BEGIN Listed entries
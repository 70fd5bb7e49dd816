use clap::{Parser, Subcommand};
use crossterm::style::Stylize;
use std::path::PathBuf;
use std::process::ExitCode;
use translator_core::config::Config;
use translator_core::logging::init_tracing;
use translator_core::persistence::{Format, LoadMode};
use translator_core::{Language, Outcome, TranslatorService};

#[derive(Parser)]
#[command(name = "translator", version, about = "Learned translation dictionary with scored entries")]
struct Cli {
    /// Dictionary file used as autosave (overrides TRANSLATOR_AUTOSAVE)
    #[arg(long, global = true)]
    autosave: Option<PathBuf>,

    #[command(subcommand)]
    command: Command,
}

#[derive(Subcommand)]
enum Command {
    /// Look up a phrase
    Translate { from: Language, to: Language, text: String },
    /// Rate an existing translation from 1 to 10
    Evaluate {
        from: Language,
        to: Language,
        text: String,
        score: f64,
    },
    /// Add or overwrite a translation
    Add {
        from: Language,
        to: Language,
        text: String,
        translation: String,
        #[arg(long)]
        score: Option<f64>,
    },
    /// Check whether a translation exists
    Exists { from: Language, to: Language, text: String },
    /// Highest rated translations of a language pair
    Best {
        from: Language,
        to: Language,
        #[arg(long)]
        limit: Option<usize>,
    },
    /// Lowest rated translations of a language pair
    Worst {
        from: Language,
        to: Language,
        #[arg(long)]
        limit: Option<usize>,
    },
    /// Dictionary-wide statistics
    Stats,
    /// Most recent actions, newest first
    History {
        #[arg(long)]
        limit: Option<usize>,
    },
    /// Save the dictionary to a file
    Save {
        path: PathBuf,
        /// binary or json (default: guessed from the extension)
        #[arg(long)]
        format: Option<Format>,
    },
    /// Load a dictionary file, merging it in unless --replace is given
    Load {
        path: PathBuf,
        #[arg(long)]
        format: Option<Format>,
        #[arg(long)]
        replace: bool,
    },
    /// Write a human-readable report
    Export { path: PathBuf },
    /// Remove every translation and the action history
    Clear,
}

impl Command {
    fn mutates(&self) -> bool {
        !matches!(
            self,
            Command::Exists { .. }
                | Command::Best { .. }
                | Command::Worst { .. }
                | Command::Stats
                | Command::History { .. }
                | Command::Save { .. }
                | Command::Export { .. }
        )
    }
}

fn run(service: &mut TranslatorService, command: &Command) -> Outcome {
    match command {
        Command::Translate { from, to, text } => service.translate(*from, *to, text),
        Command::Evaluate { from, to, text, score } => service.evaluate(*from, *to, text, *score),
        Command::Add {
            from,
            to,
            text,
            translation,
            score,
        } => service.add(*from, *to, text, translation, *score),
        Command::Exists { from, to, text } => service.exists(*from, *to, text),
        Command::Best { from, to, limit } => service.best(*from, *to, *limit),
        Command::Worst { from, to, limit } => service.worst(*from, *to, *limit),
        Command::Stats => service.stats(),
        Command::History { limit } => service.history(*limit),
        Command::Save { path, format } => {
            service.save(path, format.unwrap_or_else(|| Format::from_path(path)))
        }
        Command::Load {
            path,
            format,
            replace,
        } => {
            let mode = if *replace { LoadMode::Replace } else { LoadMode::Merge };
            service.load(path, format.unwrap_or_else(|| Format::from_path(path)), mode)
        }
        Command::Export { path } => service.export_readable(path),
        Command::Clear => service.clear(),
    }
}

fn print_outcome(outcome: &Outcome) {
    if outcome.success {
        println!("{}", outcome.message);
    } else {
        eprintln!("{} {}", "error:".red().bold(), outcome.message);
    }
}

fn main() -> ExitCode {
    let cli = Cli::parse();
    let mut config = Config::from_env();
    if let Some(path) = cli.autosave {
        config.autosave_format = Format::from_path(&path);
        config.autosave_path = path;
    }
    init_tracing(&config.log);

    let mut service = TranslatorService::open(config);
    let outcome = run(&mut service, &cli.command);
    print_outcome(&outcome);

    if outcome.success && cli.command.mutates() {
        let saved = service.autosave();
        if !saved.success {
            print_outcome(&saved);
            return ExitCode::FAILURE;
        }
    }

    if outcome.success {
        ExitCode::SUCCESS
    } else {
        ExitCode::FAILURE
    }
}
END Listed entries
Whenever the string "file" turns up in a line of the data, copy that line.

Solution to the exercise:
    /// Dictionary file used as autosave (overrides TRANSLATOR_AUTOSAVE)
    /// Save the dictionary to a file
    /// Load a dictionary file, merging it in unless --replace is given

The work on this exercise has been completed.